Noninvasive ultrasonic glucose sensing with large pigs (approximately 200 pounds) using a lightweight cymbal transducer array and biosensors

Abstract

Background: To prevent complications in diabetes, the proper management of blood glucose levels is essential. Since conventional glucose meters require pricking fingers or other areas of the skin, a noninvasive method for monitoring blood glucose levels is desired. Using a lightweight cymbal transducer array, this study was conducted to noninvasively determine the glucose levels of pigs having a similar size to humans.

Method: In vivo experiments using eight pigs (approximately 200 pounds) were performed in five groups. A cymbal array with four biosensors was attached to the axillary area of the pig. The array was operated at 20 kHz at special peak-temporal peak intensity (I(sptp)) equal to 50 or 100 mW/cm(2) for 5, 10, or 20 minutes. After the ultrasound exposure, glucose concentrations of the interstitial fluid were determined using biosensors. For comparison, glucose levels of blood samples collected from the ear vein were measured by a commercial glucose meter.

Result: In comparison, glucose levels determined by a cymbal array and biosensor system were close to those measured by a glucose meter. After a 20-minute ultrasound exposure at I(sptp) = 100 mW/cm(2), the average glucose level determined by the ultrasound system was 175 +/- 7 mg/dl, which is close to 166 +/- 5 mg/dl measured by the glucose meter.

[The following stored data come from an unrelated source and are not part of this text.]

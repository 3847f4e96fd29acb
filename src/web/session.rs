use std::sync::Arc;

use axum_extra::extract::cookie::{Cookie, CookieJar};
use rand::RngCore;

use super::{AppState, SessionController};

pub const SESSION_COOKIE: &str = "session_id";

/// One browser's controller plus whether its snapshot was just re-fetched
/// by a mutation, so the page load after the redirect can reuse it.
pub struct Session {
    pub controller: SessionController,
    pub snapshot_fresh: bool,
}

impl Session {
    pub fn new(controller: SessionController) -> Self {
        Self {
            controller,
            snapshot_fresh: false,
        }
    }

    /// Reports and clears the freshness flag.
    pub fn take_fresh(&mut self) -> bool {
        std::mem::take(&mut self.snapshot_fresh)
    }
}

pub type SharedSession = Arc<tokio::sync::Mutex<Session>>;

pub fn random_session_id() -> String {
    let mut b = [0u8; 16];
    rand::rngs::OsRng.fill_bytes(&mut b);
    hex::encode(b)
}

pub fn session_id_from_jar(jar: &CookieJar) -> Option<String> {
    jar.get(SESSION_COOKIE).map(|c| c.value().to_string())
}

fn new_session(state: &AppState) -> SharedSession {
    Arc::new(tokio::sync::Mutex::new(Session::new(state.new_controller())))
}

/// The session named by the cookie, if the server knows it.
pub fn find_session(state: &AppState, jar: &CookieJar) -> Option<SharedSession> {
    let sid = session_id_from_jar(jar)?;
    let sessions = state.sessions.lock().unwrap_or_else(|e| e.into_inner());
    sessions.get(&sid).cloned()
}

/// Session for read-only pages. Unknown visitors get a throwaway session
/// that is never stored and sets no cookie.
pub fn view_session(state: &AppState, jar: &CookieJar) -> SharedSession {
    find_session(state, jar).unwrap_or_else(|| new_session(state))
}

/// Session for routes that change state, creating and storing one (and
/// its cookie) when the browser has none or presents an unknown id.
pub fn session_for(state: &AppState, jar: CookieJar) -> (CookieJar, SharedSession) {
    if let Some(existing) = find_session(state, &jar) {
        return (jar, existing);
    }
    let sid = random_session_id();
    let session = new_session(state);
    state
        .sessions
        .lock()
        .unwrap_or_else(|e| e.into_inner())
        .insert(sid.clone(), session.clone());
    tracing::debug!(session = %sid, "Started directory session");

    let mut cookie = Cookie::new(SESSION_COOKIE, sid);
    cookie.set_path("/");
    cookie.set_http_only(true);
    (jar.add(cookie), session)
}
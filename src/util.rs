/// Host (and port) part of a URL, for display.
pub fn hostname_from_url(u: &str) -> String {
    let s = u.trim();
    if s.is_empty() {
        return "".into();
    }
    let s = if let Some(idx) = s.find("://") { &s[idx+3..] } else { s };
    let host = s.split('/').next().unwrap_or(s);
    host.to_string()
}
use std::fmt;
use std::num::ParseIntError;
use std::str::FromStr;

use serde::{Deserialize, Deserializer, Serialize};

/// Identifier assigned by the backend. Never generated on this side.
#[derive(Debug, Clone, Copy, PartialEq, Eq, Hash, Serialize, Deserialize)]
#[serde(transparent)]
pub struct UserId(pub i64);

impl fmt::Display for UserId {
    fn fmt(&self, f: &mut fmt::Formatter<'_>) -> fmt::Result {
        write!(f, "{}", self.0)
    }
}

impl FromStr for UserId {
    type Err = ParseIntError;

    fn from_str(s: &str) -> Result<Self, Self::Err> {
        s.trim().parse::<i64>().map(UserId)
    }
}

/// A user as listed by the collection endpoint.
#[derive(Debug, Clone, PartialEq, Eq, Serialize, Deserialize)]
pub struct UserRecord {
    pub id: UserId,
    #[serde(rename = "nombreCompleto", default, deserialize_with = "null_as_empty")]
    pub full_name: String,
    #[serde(rename = "correoElectronico", default, deserialize_with = "null_as_empty")]
    pub email: String,
    #[serde(rename = "numeroTelefono", default, deserialize_with = "null_as_empty")]
    pub phone_number: String,
}

/// Body of the create and update requests.
#[derive(Debug, Clone, PartialEq, Eq, Serialize, Deserialize)]
pub struct UserPayload {
    #[serde(rename = "nombreCompleto")]
    pub full_name: String,
    #[serde(rename = "correoElectronico")]
    pub email: String,
    #[serde(rename = "numeroTelefono")]
    pub phone_number: String,
}

// The backend stores nullable columns; a missing value shows as an empty cell.
fn null_as_empty<'de, D>(deserializer: D) -> Result<String, D::Error>
where
    D: Deserializer<'de>,
{
    Ok(Option::<String>::deserialize(deserializer)?.unwrap_or_default())
}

Conclusion: Results indicate the feasibility of using a cymbal array for noninvasive glucose sensing on pigs having a similar size to humans. Further studies on the ultrasound conditions, such as frequency, intensity, and exposure time, will be continued for effective glucose sensing.

Figure 1.

(A) A cymbal transducer consisting of a ceramic disk sandwiched between two brass end caps resonates at 20 kHz. Displacement of the ceramic disk is converted into the axial displacement of end caps. Dashed lines represent the flexing of end caps, and arrows indicate the motion. (B) A lightweight cymbal array was constructed using four cymbal transducers, which were connected in a 2 × 2 pattern and encased in a polymer.

Figure 2.

An enzyme-based electrochemical biosensor. The sensor consists of three electrodes: working/sensing, counter, and reference.

Figure 3.

(A) Layout of the glucose sensor incorporated with the cymbal array placed on the skin surface. After fixing the hydrogel of glucose oxidase on the biosensor, four biosensors were placed between the cymbal array and the standoff. (B) An ultrasonic glucose-sensing experiment with a pig placed in a lateral recumbent position. The reservoir within the standoff was filled with PBS through a small hole in the back of the array.

Figure 4.

Glucose concentrations of interstitial fluid were determined using an ultrasound system consisting of the cymbal array and enzyme-based biosensors. In comparison to the measurement by an Accu-Check glucose meter and an i-STAT analyzer, the result of ultrasonic measurement with I_sptp = 100 mW/cm² for 10 minutes has shown reliable accuracy.